« Back To School Fashion | Main | Acai Berry Research »

High-energy styles

Sydney Personal TrainerUp, up to the roof of the hall, arms outstretched, her high flying body in an orange leotard, sprang the trampoline athlete Bryony Page. On the other side of the vast space, Madonna's fitness trainers were doing an elastic-strips workout in royal blue blousons and stretch cotton tunics, while the thud of balls came from a tennis player in DayGlo shorts and tank top under a frilled cotton jersey shirt.

It was an adidas by Stella McCartney moment - and a sign of how the Olympics, destined for London in four years, have put the energy of sportswear into London fashion.

"I watched the Olympics, and Britain got so many medals," McCartney said. "I've always been excited to use innovative fabrics and to try and push forward each season, mixing sportswear and style." Personal trainers were also asked about these styles and designs. Personal training Sydney, Australia, always a center of fashion style, we included in this review.

As to whether the designer working with the sportswear giant Adidas will dress the next Olympic performers, McCartney would say only: "Watch this space." But her way of melding a sweet, but not saccharine, fashion aesthetic with high-performance wear gave this show of powerful female energy just the right feminine vibe. And who says these appealing clothes can be worn only as active sportswear?

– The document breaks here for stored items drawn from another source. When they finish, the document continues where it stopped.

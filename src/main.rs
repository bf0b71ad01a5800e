#![cfg_attr(coverage_nightly, feature(coverage_attribute))]

use std::io::{self, stdout};

use crossterm::execute;
use crossterm::terminal::{
    EnterAlternateScreen, LeaveAlternateScreen, disable_raw_mode, enable_raw_mode,
};
use ratatui::Terminal;
use ratatui::backend::CrosstermBackend;

use sportsdesk::tui::App;

#[cfg_attr(coverage_nightly, coverage(off))]
#[mutants::skip]
fn main() -> Result<(), Box<dyn std::error::Error>> {
    let original_hook = std::panic::take_hook();
    std::panic::set_hook(Box::new(move |info| {
        let _ = restore_terminal();
        original_hook(info);
    }));

    enable_raw_mode()?;
    execute!(stdout(), EnterAlternateScreen)?;
    let mut terminal = Terminal::new(CrosstermBackend::new(stdout()))?;

    let mut app = App::new();
    let result = app.run(&mut terminal);

    let restore_result = restore_terminal();
    match result {
        Err(e) => Err(e.into()),
        Ok(()) => restore_result.map_err(Into::into),
    }
}

#[cfg_attr(coverage_nightly, coverage(off))]
#[mutants::skip]
fn restore_terminal() -> Result<(), io::Error> {
    let raw_result = disable_raw_mode();
    let screen_result = execute!(stdout(), LeaveAlternateScreen);
    raw_result.and(screen_result)
}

The Athenian Olympians took to the runway at Marios Schwab's show, for Grecian drapes were the primary story.

For Marios, tracing the body in imaginative ways has always been a fashion goal.

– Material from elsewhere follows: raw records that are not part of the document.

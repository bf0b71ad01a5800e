mod session;
mod validation;

pub use session::{AuthFields, AuthMode, SessionState, Tab};
pub use validation::{AuthError, validate_submission};
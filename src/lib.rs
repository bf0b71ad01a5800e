#![cfg_attr(coverage_nightly, feature(coverage_attribute))]

//! Athlete management dashboard TUI for a sports authority admin panel.
//!
//! Everything is in-memory: the fixtures in [`data`] are fixed at process
//! start, and "signing in" flips a flag on [`model::SessionState`]. Nothing
//! is persisted and nothing leaves the process.

pub mod data;
pub mod model;
pub mod tui;
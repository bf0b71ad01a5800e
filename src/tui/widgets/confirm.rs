//! Confirmation modal — blocking yes/no prompt rendered over the page.

use ratatui::Frame;
use ratatui::layout::{Alignment, Constraint, Flex, Layout, Rect};
use ratatui::style::{Color, Style};
use ratatui::text::Line;
use ratatui::widgets::{Block, Borders, Clear, Paragraph};

/// State for a pending yes/no confirmation.
///
/// While one is active the app routes all keys here; nothing else mutates
/// until the user answers.
#[derive(Debug, Clone, PartialEq, Eq)]
pub struct ConfirmState {
    message: String,
}

impl ConfirmState {
    /// Creates a confirmation with the given message.
    pub fn new(message: impl Into<String>) -> Self {
        Self {
            message: message.into(),
        }
    }

    /// The logout confirmation.
    pub fn logout() -> Self {
        Self::new("Are you sure you want to logout?")
    }

    /// The prompt message.
    pub fn message(&self) -> &str {
        &self.message
    }
}

/// Renders the confirmation as a centered modal on top of whatever is
/// already drawn.
#[mutants::skip]
pub fn draw_confirm(state: &ConfirmState, frame: &mut Frame, area: Rect) {
    let width = (state.message().len() as u16 + 6).max(30).min(area.width);
    let [h_area] = Layout::horizontal([Constraint::Length(width)])
        .flex(Flex::Center)
        .areas(area);
    let [modal] = Layout::vertical([Constraint::Length(5)])
        .flex(Flex::Center)
        .areas(h_area);

    frame.render_widget(Clear, modal);

    let block = Block::default()
        .title(" Confirm ")
        .borders(Borders::ALL)
        .border_style(Style::default().fg(Color::Yellow));

    let lines = vec![
        Line::from(state.message().to_string()),
        Line::from(""),
        Line::from("y: yes  n: no"),
    ];
    let paragraph = Paragraph::new(lines)
        .alignment(Alignment::Center)
        .block(block);
    frame.render_widget(paragraph, modal);
}

#[cfg(test)]
mod tests {
    use ratatui::Terminal;
    use ratatui::backend::TestBackend;

    use super::*;

    fn buffer_to_string(buf: &ratatui::buffer::Buffer) -> String {
        let mut s = String::new();
        for y in 0..buf.area.height {
            for x in 0..buf.area.width {
                s.push(buf[(x, y)].symbol().chars().next().unwrap_or(' '));
            }
            s.push('\n');
        }
        s
    }

    #[test]
    fn logout_prompt_message() {
        let state = ConfirmState::logout();
        assert_eq!(state.message(), "Are you sure you want to logout?");
    }

    #[test]
    fn renders_message_and_choices() {
        let state = ConfirmState::logout();
        let backend = TestBackend::new(60, 10);
        let mut terminal = Terminal::new(backend).unwrap();
        terminal
            .draw(|frame| {
                draw_confirm(&state, frame, frame.area());
            })
            .unwrap();
        let output = buffer_to_string(terminal.backend().buffer());
        assert!(output.contains("Are you sure you want to logout?"));
        assert!(output.contains("y: yes"));
        assert!(output.contains("Confirm"));
    }
}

"Cloth, rope and chain," Schwab said to define his way of going back to basics - partly an exploration of his personal Greek heritage and as a development of his previous focus on collaborating with contemporary artists.

The chiton, or Grecian toga, inspired Schwab to create draped dresses in silk jersey, which were hung from a braided leather rope or cinched with metallic body harnesses, tinted copper but made to look like rope. The way that ropes snaked in and out of the garments, inspired by bindings of the artist Christo, created intriguing sexual energy, while shadowy landscapes or faint striped patterns on the fabric added a sense of artistry. The overall effect was of a complex fashion workout, but some effects, like cut-out lacy suede or jersey jump suits open at the inside leg, were just too complicated.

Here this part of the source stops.